Pero Ishikawa Kazumasa, otro de los generales que se habían quedado allí, presentó una oposición frontal.
—¿Por qué tenéis tanta prisa, señor Tadatsugu? En sus estrategias militares, Hideyoshi casi goza de la inspiración divina. ¿Creéis que un hombre así dejaría a un general incapaz a cargo de la defensa de su cuartel general, por mucha prisa que tenga en partir?
—Cualquier ser humano puede no estar a la altura de sus capacidades habituales cuando actúa movido por la prisa. Hideyoshi ha hecho sonar la caracola llamando a formación y ha partido con tanta prisa que cabe suponer que incluso él estaba confuso por la derrota de Nagakute. No debemos perder la oportunidad de prender fuego a la cola del señor Mono.
—¡Esa manera de pensar es superficial! —Ishikawa Kazumasa se echó a reír y presentó todavía más resistencia a Tadatsugu—. Sería propio del estilo de Hideyoshi dejar detrás una fuerza militar considerable para aprovecharse de la situación que existiría si abandonáramos nuestras fortificaciones. Y sería ridículo que una pequeña fuerza como la nuestra hiciera una salida ahora.

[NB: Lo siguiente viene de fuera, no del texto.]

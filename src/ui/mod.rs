mod theme;

use crate::app::{AppModel, INPUT_PLACEHOLDER, LineEditor};
use crate::domain::{COMMAND_REFERENCE, EntryKind, TranscriptEntry};
use ratatui::prelude::*;
use ratatui::widgets::*;
use unicode_width::{UnicodeWidthChar, UnicodeWidthStr};

const WINDOW_TITLE: &str = "orbit-ops@terminal ~ $";
const KEY_HINTS: &str = "Tab complete · PgUp/PgDn scroll · Esc quit";

pub fn render(frame: &mut Frame, model: &AppModel) {
    let full_area = frame.area();
    if full_area.width == 0 || full_area.height == 0 {
        return;
    }

    frame.render_widget(
        Block::default().style(Style::default().bg(theme::BG)),
        full_area,
    );

    let footer_height = if model.notice.is_some() { 2 } else { 1 };
    let [window_area, footer_area] =
        Layout::vertical([Constraint::Min(3), Constraint::Length(footer_height)])
            .areas(full_area);

    render_window(frame, window_area, model);
    render_footer(frame, footer_area, model);
}

fn render_window(frame: &mut Frame, area: Rect, model: &AppModel) {
    let controls = Line::from(vec![
        Span::styled("● ", Style::default().fg(theme::DOT_CLOSE)),
        Span::styled("● ", Style::default().fg(theme::DOT_WAIT)),
        Span::styled("● ", Style::default().fg(theme::PROMPT)),
        Span::styled(WINDOW_TITLE, Style::default().fg(theme::MUTED)),
        Span::raw(" "),
    ]);

    let dot_color = if model.submitting {
        theme::DOT_WAIT
    } else {
        theme::PROMPT
    };
    let status = Line::from(vec![
        Span::styled("● ", Style::default().fg(dot_color)),
        Span::styled(model.status(), Style::default().fg(theme::MUTED)),
        Span::raw(" "),
    ])
    .right_aligned();

    let block = Block::bordered()
        .border_style(Style::default().fg(theme::BORDER))
        .style(Style::default().bg(theme::SURFACE))
        .title_top(controls)
        .title_top(status)
        .padding(Padding::horizontal(1));

    let inner = block.inner(area);
    frame.render_widget(block, area);
    if inner.width == 0 || inner.height == 0 {
        return;
    }

    let [body_area, input_area] =
        Layout::vertical([Constraint::Min(0), Constraint::Length(1)]).areas(inner);
    render_transcript(frame, body_area, model);
    render_input(frame, input_area, model);
}

fn render_transcript(frame: &mut Frame, area: Rect, model: &AppModel) {
    if area.width == 0 || area.height == 0 {
        return;
    }

    let mut lines: Vec<Line> = model
        .transcript
        .entries()
        .iter()
        .map(transcript_line)
        .collect();
    if let Some(prompt) = model.pending_prompt() {
        lines.push(Line::styled(prompt, Style::default().fg(theme::FG)));
    }

    let paragraph = Paragraph::new(lines).wrap(Wrap { trim: false });
    let offset = scroll_offset(
        paragraph.line_count(area.width),
        area.height as usize,
        model.scroll_back,
    );
    frame.render_widget(paragraph.scroll((offset, 0)), area);
}

/// Top row to show so the newest line sits at the bottom, minus however far
/// the user scrolled back.
fn scroll_offset(total_lines: usize, height: usize, scroll_back: usize) -> u16 {
    let max_scroll = total_lines.saturating_sub(height);
    let offset = max_scroll - scroll_back.min(max_scroll);
    u16::try_from(offset).unwrap_or(u16::MAX)
}

fn transcript_line(entry: &TranscriptEntry) -> Line<'_> {
    match entry.kind {
        EntryKind::UserInput => Line::from(vec![
            Span::styled("> ", Style::default().fg(theme::PROMPT)),
            Span::styled(entry.text.as_str(), Style::default().fg(theme::SECONDARY)),
        ]),
        EntryKind::SystemMessage => {
            let color = if entry.text.starts_with('⚠') {
                theme::DOT_WAIT
            } else if entry.text.starts_with('✓') {
                theme::PROMPT
            } else {
                theme::FG
            };
            Line::styled(entry.text.as_str(), Style::default().fg(color))
        }
    }
}

fn render_input(frame: &mut Frame, area: Rect, model: &AppModel) {
    let prompt = format!("{} ", model.input_prompt());
    let prompt_width = UnicodeWidthStr::width(prompt.as_str()) as u16;
    let field_width = area.width.saturating_sub(prompt_width) as usize;
    let busy = model.is_busy();

    let mut spans = vec![Span::styled(prompt, Style::default().fg(theme::PROMPT))];
    let (visible, cursor_offset) = visible_input(&model.input, field_width);
    // A busy session shows the bare prompt, like a disabled field.
    if !busy {
        if model.input.is_empty() {
            spans.push(Span::styled(
                INPUT_PLACEHOLDER,
                Style::default().fg(theme::DIM),
            ));
        } else {
            spans.push(Span::styled(visible, Style::default().fg(theme::SECONDARY)));
        }
    }
    frame.render_widget(Paragraph::new(Line::from(spans)), area);

    if !busy && field_width > 0 {
        let x = area
            .x
            .saturating_add(prompt_width)
            .saturating_add(cursor_offset as u16);
        frame.set_cursor_position(Position::new(x, area.y));
    }
}

/// Slice of the input that fits `width` cells with the cursor on screen, and
/// the cursor's cell offset inside that slice.
fn visible_input(editor: &LineEditor, width: usize) -> (String, usize) {
    if width == 0 {
        return (String::new(), 0);
    }

    let chars: Vec<char> = editor.text.chars().collect();
    let cursor = editor.cursor_col.min(chars.len());
    let cells = |slice: &[char]| -> usize {
        slice
            .iter()
            .map(|ch| UnicodeWidthChar::width(*ch).unwrap_or(0))
            .sum()
    };

    let mut start = 0usize;
    while start < cursor && cells(&chars[start..cursor]) >= width {
        start += 1;
    }

    let mut out = String::new();
    let mut used = 0usize;
    for ch in &chars[start..] {
        let w = UnicodeWidthChar::width(*ch).unwrap_or(0);
        if used + w > width {
            break;
        }
        used += w;
        out.push(*ch);
    }
    (out, cells(&chars[start..cursor]))
}

fn render_footer(frame: &mut Frame, area: Rect, model: &AppModel) {
    if area.height == 0 {
        return;
    }

    let mut spans: Vec<Span> = Vec::new();
    for (command, description) in COMMAND_REFERENCE {
        spans.push(Span::styled(
            command,
            Style::default()
                .fg(theme::SECONDARY)
                .add_modifier(Modifier::BOLD),
        ));
        spans.push(Span::styled(
            format!(" {description}  "),
            Style::default().fg(theme::MUTED),
        ));
    }
    spans.push(Span::styled(KEY_HINTS, Style::default().fg(theme::DIM)));

    let mut lines = vec![Line::from(spans)];
    if let Some(notice) = &model.notice {
        lines.push(Line::styled(
            notice.as_str(),
            Style::default().fg(theme::ERROR),
        ));
    }

    frame.render_widget(
        Paragraph::new(lines).style(Style::default().bg(theme::BAR_BG)),
        area,
    );
}

#[cfg(test)]
mod tests {
    use super::*;
    use crate::app::{Pacing, SessionSettings};
    use crate::domain::RelayIdentity;
    use ratatui::backend::TestBackend;
    use std::time::Instant;

    fn ready_model() -> AppModel {
        let settings = SessionSettings {
            identity: RelayIdentity::default(),
            to_name: "Orbit-Ops Team".to_string(),
            fallback_email: "orbitopsdev@gmail.com".to_string(),
            pacing: Pacing::instant(),
        };
        let mut model = AppModel::new(settings);
        model.tick(Instant::now());
        model
    }

    fn settle(model: &mut AppModel) {
        let now = Instant::now();
        for _ in 0..16 {
            model.tick(now);
        }
    }

    fn render_to_string(model: &AppModel, width: u16, height: u16) -> String {
        let backend = TestBackend::new(width, height);
        let mut terminal = Terminal::new(backend).expect("terminal");
        terminal
            .draw(|frame| render(frame, model))
            .expect("draw");
        let buffer = terminal.backend().buffer();
        let mut out = String::new();
        for y in 0..buffer.area.height {
            for x in 0..buffer.area.width {
                out.push_str(buffer[(x, y)].symbol());
            }
            out.push('\n');
        }
        out
    }

    #[test]
    fn idle_window_shows_header_greeting_and_placeholder() {
        let model = ready_model();
        let screen = render_to_string(&model, 100, 12);
        assert!(screen.contains(WINDOW_TITLE));
        assert!(screen.contains("Ready"));
        assert!(screen.contains("Welcome to Orbit-Ops Terminal."));
        assert!(screen.contains("> Type a command..."));
        assert!(screen.contains("contact Start the contact form"));
    }

    #[test]
    fn wizard_shows_pending_prompt_and_question_mark() {
        let mut model = ready_model();
        assert!(model.submit_line("contact"));
        settle(&mut model);
        let screen = render_to_string(&model, 100, 12);
        assert!(screen.contains("> contact"));
        assert!(screen.contains("Please enter your full name:"));
        assert!(screen.contains("? Type a command..."));
    }

    #[test]
    fn busy_window_hides_prompt_and_reports_status() {
        let mut model = ready_model();
        assert!(model.submit_line("help"));
        let screen = render_to_string(&model, 100, 12);
        assert!(screen.contains("Processing..."));
        assert!(!screen.contains("Type a command..."));
    }

    #[test]
    fn notice_is_rendered_in_footer() {
        let model = ready_model().with_notice(Some("Logging disabled: boom".to_string()));
        let screen = render_to_string(&model, 100, 12);
        assert!(screen.contains("Logging disabled: boom"));
    }

    #[test]
    fn scroll_offset_follows_bottom_and_clamps() {
        assert_eq!(scroll_offset(5, 10, 0), 0);
        assert_eq!(scroll_offset(30, 10, 0), 20);
        assert_eq!(scroll_offset(30, 10, 5), 15);
        assert_eq!(scroll_offset(30, 10, 500), 0);
    }

    #[test]
    fn visible_input_keeps_cursor_on_screen() {
        let editor = LineEditor::from_text("abcdefghij");
        let (visible, cursor) = visible_input(&editor, 4);
        assert_eq!(visible, "hij");
        assert_eq!(cursor, 3);

        let mut editor = LineEditor::from_text("abcdefghij");
        editor.move_home();
        let (visible, cursor) = visible_input(&editor, 4);
        assert_eq!(visible, "abcd");
        assert_eq!(cursor, 0);
    }
}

Disgustado por aquella confusión, Honda Heihachiro se levantó indignado.
—¿Es esto una discusión? Quienes gustan de las discusiones no son más que charlatanes. Por mi parte, no puedo quedarme aquí sentado sin hacer nada. Perdonadme por irme el primero.
Honda era hombre de pocas palabras y carácter fuerte. Tadatsugu y Kazumasa habían insistido en la validez de sus argumentos, provocando una controversia. Ahora contemplaban confusos la partida del indignado Honda.
—¿Adonde vas, Honda? —se apresuraron a preguntarle.
El interpelado se volvió y habló como si hubiera llegado a una conclusión profunda.